Correll was born in Peoria, Ill., grandson of a cousin of Confederate President Jefferson Davis. After graduating from high school, he worked as a state-employed stenographer, as a bricklayer and in an arsenal in World War I.
But he also played the piano and later became director of an amateur theatrical company that toured the South.
It was on Aug. 17, 1919, in Durham, N.C., that he met Freeman Gosden, who would go on to voice Amos in "Amos 'n' Andy." They formed a two-man team and toured tent shows in the South, sometimes singing duets.

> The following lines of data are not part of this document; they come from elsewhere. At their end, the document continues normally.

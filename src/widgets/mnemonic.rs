//! Recovery word entry with prefix completion against a word list.
//!
//! Both variants finish with `UiResult::Text(word)` and, when going back is allowed, with
//! `UiResult::Cancelled` when erasing an empty prefix.

use std::sync::Arc;
use std::time::Duration;

use crate::core::color::Color;
use crate::core::component::{Component, UiResult};
use crate::core::display::{Align, Display, Font, Icon};
use crate::core::event::{Event, EventCtx};
use crate::core::geometry::{Grid, Point, Rect};
use crate::widgets::button::{Button, ButtonMsg, ButtonStyleSheet};
use crate::widgets::button_controller::{ButtonController, ButtonLayout, ButtonPos};
use crate::widgets::theme::Theme;

const ERASE_HOLD_DURATION: Duration = Duration::from_millis(1500);
/// Below this many candidates the button-only variant offers whole words.
const WORD_CHOICE_LIMIT: usize = 5;

/// Sorted, deduplicated list of lowercase words.
#[derive(Debug, Clone)]
pub struct WordList {
    words: Arc<[String]>,
}

impl WordList {
    pub fn new<I, S>(words: I) -> Self
    where
        I: IntoIterator<Item = S>,
        S: Into<String>,
    {
        let mut words: Vec<String> = words
            .into_iter()
            .map(|word| word.into().trim().to_lowercase())
            .filter(|word| !word.is_empty())
            .collect();
        words.sort();
        words.dedup();
        Self {
            words: words.into(),
        }
    }

    pub fn len(&self) -> usize {
        self.words.len()
    }

    pub fn is_empty(&self) -> bool {
        self.words.is_empty()
    }

    pub fn contains(&self, word: &str) -> bool {
        self.words.binary_search_by(|w| w.as_str().cmp(word)).is_ok()
    }

    /// Words starting with `prefix`, in order.
    pub fn completions(&self, prefix: &str) -> &[String] {
        let start = self.words.partition_point(|w| w.as_str() < prefix);
        let len = self.words[start..]
            .iter()
            .take_while(|w| w.starts_with(prefix))
            .count();
        &self.words[start..start + len]
    }

    /// Letters that extend `prefix` towards at least one word.
    pub fn next_letters(&self, prefix: &str) -> Vec<char> {
        let mut letters: Vec<char> = self
            .completions(prefix)
            .iter()
            .filter_map(|word| word[prefix.len()..].chars().next())
            .collect();
        letters.dedup();
        letters
    }
}

/// Prefix typed so far and what it completes to.
#[derive(Debug, Clone)]
struct PrefixLine {
    /// Shown in place of the prefix until the first letter.
    prompt: String,
    prefix: String,
    words: WordList,
    area: Rect,
    fg: Color,
    hint_fg: Color,
    bg: Color,
    repaint: bool,
}

impl PrefixLine {
    fn suggestion(&self) -> Option<&str> {
        if self.prefix.is_empty() {
            return None;
        }
        self.words.completions(&self.prefix).first().map(String::as_str)
    }

    /// The only word the prefix can still become.
    fn unique_completion(&self) -> Option<&str> {
        match self.words.completions(&self.prefix) {
            [only] if !self.prefix.is_empty() => Some(only.as_str()),
            _ => None,
        }
    }

    fn paint(&mut self, display: &mut dyn Display) {
        if !self.repaint {
            return;
        }
        display.bar(self.area, self.bg);
        let baseline = self.area.y + (self.area.height + display.line_height(Font::Mono)) / 2;
        let origin = Point::new(self.area.x, baseline);
        if self.prefix.is_empty() {
            display.text(origin, &self.prompt, Font::Normal, self.hint_fg, self.bg);
            self.repaint = false;
            return;
        }
        display.text(origin, &self.prefix, Font::Mono, self.fg, self.bg);
        if let Some(rest) = self.suggestion().and_then(|word| word.get(self.prefix.len()..)) {
            let x = origin.x + display.text_width(&self.prefix, Font::Mono);
            display.text(Point::new(x, baseline), rest, Font::Mono, self.hint_fg, self.bg);
        }
        self.repaint = false;
    }
}

/// Touchscreen keyboard with one key per letter.
pub struct MnemonicKeyboard {
    line: PrefixLine,
    can_go_back: bool,
    letters: Vec<(char, Button)>,
    erase: Button,
    back: Button,
    accept: Button,
}

impl MnemonicKeyboard {
    pub fn new(theme: &Theme, words: WordList, prefill: &str, can_go_back: bool) -> Self {
        let (header, keypad) = theme.content_area().split_top(theme.header_height);
        let grid = Grid::new(keypad, 7, 4).with_spacing(theme.button_spacing / 2);
        let letters = ('a'..='z')
            .enumerate()
            .map(|(index, letter)| {
                let button = Button::with_text(
                    grid.cell(index),
                    letter.to_string(),
                    ButtonStyleSheet::default_for(theme),
                );
                (letter, button)
            })
            .collect();
        let mut keyboard = Self {
            line: PrefixLine {
                prompt: String::new(),
                prefix: prefill.to_lowercase(),
                words,
                area: header,
                fg: theme.fg,
                hint_fg: theme.title_fg,
                bg: theme.bg,
                repaint: true,
            },
            can_go_back,
            letters,
            erase: Button::with_icon(grid.cell(26), Icon::Back, ButtonStyleSheet::default_for(theme))
                .with_long_press(ERASE_HOLD_DURATION),
            back: Button::with_icon(grid.cell(26), Icon::Cancel, ButtonStyleSheet::cancel(theme)),
            accept: Button::with_icon(grid.cell(27), Icon::Confirm, ButtonStyleSheet::confirm(theme)),
        };
        keyboard.update_buttons();
        keyboard
    }

    pub fn prefix(&self) -> &str {
        &self.line.prefix
    }

    pub fn key_area(&self, letter: char) -> Option<Rect> {
        self.letters
            .iter()
            .find(|(l, _)| *l == letter)
            .map(|(_, button)| button.area())
    }

    pub fn erase_area(&self) -> Rect {
        self.erase.area()
    }

    pub fn accept_area(&self) -> Rect {
        self.accept.area()
    }

    pub fn with_prompt(mut self, prompt: impl Into<String>) -> Self {
        self.line.prompt = prompt.into();
        self
    }

    fn update_buttons(&mut self) {
        let allowed = self.line.words.next_letters(&self.line.prefix);
        for (letter, button) in self.letters.iter_mut() {
            button.enable_if(allowed.contains(letter));
        }
        let empty = self.line.prefix.is_empty();
        self.erase.enable_if(!empty);
        self.back.enable_if(empty && self.can_go_back);
        self.accept.enable_if(self.line.suggestion().is_some());
        if empty {
            self.back.request_repaint();
        } else {
            self.erase.request_repaint();
        }
        self.line.repaint = true;
    }
}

The two weathered almost five decades of intense professional collaboration without a trace of discord. After their retirement from show business, they lived just blocks from each other in Beverly Hills.
Correll and Gosden started their blackface minstrel-show characterizations on Jan. 12, 1926, as "Sam 'n' Henry" over station WGN in Chicago.
They changed stations in 1928 and, because of a contract technicality with WGN, had to choose new names.
They couldn't think of anything right up to the first broadcast, but riding up in an elevator they overheard a man greet two others as "Famous Amos" and "Handy Andy." Amos and Andy were born.
The show went coast-to-coast on Aug. 18, 1929, and in the following decade their radio characters — de Kingfish, Madame Queen and Sapphire — made the "Amos 'n' Andy" show the most popular in the country.
The show left the air in 1960 after 32 years, the last of the big-name shows to subside under the sweeping wave of television. For well over a decade, it aired five or six nights a week.
The show had made Correll and Gosden wealthy, but they were always more or less anonymous. They appeared in only one movie, "Check and Double Check," in blackface in 1930. It flopped.
"We didn't look the parts," said Correll, explaining that Andy was supposed to be the big, fat one and Amos little and skinny, but that in real life Correll and Gosden were just the reverse.
African American actors were chosen to play Amos and Andy when the show went on television in 1951.